This is in reference to understanding, internally, how the probabilities for a class are predicted using LightGBM.
Other packages, like sklearn, provide thorough detail for their classifiers. For example:
LogisticRegression returns:
Probability estimates.
The returned estimates for all classes are ordered by the label of
classes.
For a multi_class problem, if multi_class is set to be “multinomial”
the softmax function is used to find the predicted probability of each
class. Else use a one-vs-rest approach, i.e calculate the probability
of each class assuming it to be positive using the logistic function.
and normalize these values across all the classes.
RandomForest returns:
Predict class probabilities for X.
The predicted class probabilities of an input sample are computed as
the mean predicted class probabilities of the trees in the forest. The
class probability of a single tree is the fraction of samples of the
same class in a leaf.
There are additional Stack Overflow questions which provide additional details, such as for:
Support Vector Machines
Multilayer Perceptron
I am trying to uncover those same details for LightGBM's predict_proba function. The documentation does not list the details of how the probabilities are calculated.
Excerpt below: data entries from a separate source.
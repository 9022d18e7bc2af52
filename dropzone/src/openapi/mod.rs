//! OpenAPI documentation configuration.
//!
//! [`UploadsApiDoc`] documents the upload endpoint and is served by Scalar at `/docs`.

pub mod uploads;

pub use uploads::UploadsApiDoc;
//! Multipart upload middleware.
//!
//! [`Uploader`] is mounted on a route with [`axum::middleware::from_fn_with_state`] and
//! [`upload_middleware`]. For `multipart/form-data` requests it streams every accepted file part
//! to disk, at the location chosen by its [`UploadResolver`](crate::storage::UploadResolver),
//! then hands an [`UploadedFiles`] extension to the next handler. Other requests pass through
//! untouched.
//!
//! ```ignore
//! let uploader = Uploader::new(TimestampResolver::new(directory), FileSelector::single("file"));
//! let router = Router::new()
//!     .route("/uploads", post(handler))
//!     .route_layer(from_fn_with_state(uploader, upload_middleware));
//! ```

mod middleware;
mod selector;

pub use middleware::{store_multipart, upload_middleware};
pub use selector::{Admission, FieldLimit, FileSelector};

use crate::storage::UploadResolver;
use std::path::PathBuf;
use std::sync::Arc;

/// A configured upload handler: where files go and which fields may carry them.
#[derive(Debug, Clone)]
pub struct Uploader {
    resolver: Arc<dyn UploadResolver>,
    selector: FileSelector,
}

impl Uploader {
    pub fn new(resolver: impl UploadResolver + 'static, selector: FileSelector) -> Self {
        Self {
            resolver: Arc::new(resolver),
            selector,
        }
    }

    pub fn resolver(&self) -> &dyn UploadResolver {
        self.resolver.as_ref()
    }

    pub fn selector(&self) -> &FileSelector {
        &self.selector
    }
}

/// A file written to disk during the current request.
#[derive(Debug, Clone, PartialEq, Eq)]
pub struct StoredFile {
    pub field_name: String,
    pub original_name: String,
    pub content_type: Option<String>,
    pub destination: PathBuf,
    pub filename: String,
    pub path: PathBuf,
    pub size: u64,
}

/// A non-file multipart field.
#[derive(Debug, Clone, PartialEq, Eq)]
pub struct FormField {
    pub name: String,
    pub value: String,
}

/// Request extension inserted by [`upload_middleware`], in body order.
#[derive(Debug, Clone, Default, PartialEq, Eq)]
pub struct UploadedFiles {
    pub files: Vec<StoredFile>,
    pub fields: Vec<FormField>,
}

impl UploadedFiles {
    /// First file received in the given field
    pub fn file(&self, field_name: &str) -> Option<&StoredFile> {
        self.files.iter().find(|file| file.field_name == field_name)
    }

    /// First value received for the given text field
    pub fn field(&self, name: &str) -> Option<&str> {
        self.fields.iter().find(|field| field.name == name).map(|field| field.value.as_str())
    }
}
The documentation simply states:
Return the predicted probability for each class for each sample.
The source code is below:
def predict_proba(self, X, raw_score=False, start_iteration=0, num_iteration=None,
pred_leaf=False, pred_contrib=False, **kwargs):
"""Return the predicted probability for each class for each sample.
Parameters
----------
X : array-like or sparse matrix of shape = [n_samples, n_features]
Input features matrix.
raw_score : bool, optional (default=False)
Whether to predict raw scores.
start_iteration : int, optional (default=0)
Start index of the iteration to predict.
If <= 0, starts from the first iteration.
num_iteration : int or None, optional (default=None)
Total number of iterations used in the prediction.
If None, if the best iteration exists and start_iteration <= 0, the best iteration is used;
otherwise, all iterations from ``start_iteration`` are used (no limits).
If <= 0, all iterations from ``start_iteration`` are used (no limits).
pred_leaf : bool, optional (default=False)
Whether to predict leaf index.
pred_contrib : bool, optional (default=False)
Whether to predict feature contributions.
.. note::
If you want to get more explanations for your model's predictions using SHAP values,
like SHAP interaction values,
you can install the shap package (https://github.com/slundberg/shap).
Note that unlike the shap package, with ``pred_contrib`` we return a matrix with an extra
column, where the last column is the expected value.
**kwargs
Other parameters for the prediction.
Returns
-------
predicted_probability : array-like of shape = [n_samples, n_classes]
The predicted probability for each class for each sample.
X_leaves : array-like of shape = [n_samples, n_trees * n_classes]
If ``pred_leaf=True``, the predicted leaf of every tree for each sample.
X_SHAP_values : array-like of shape = [n_samples, (n_features + 1) * n_classes] or list with n_classes length of such objects
If ``pred_contrib=True``, the feature contributions for each sample.
"""
result = super(LGBMClassifier, self).predict(X, raw_score, start_iteration, num_iteration,
pred_leaf, pred_contrib, **kwargs)
if callable(self._objective) and not (raw_score or pred_leaf or pred_contrib):
warnings.warn("Cannot compute class probabilities or labels "
"due to the usage of customized objective function.\n"
"Returning raw scores instead.")
return result
elif self._n_classes > 2 or raw_score or pred_leaf or pred_contrib:
return result
else:
return np.vstack((1. - result, result)).transpose()
How can I understand how exactly the predict_proba function for LightGBM is working internally?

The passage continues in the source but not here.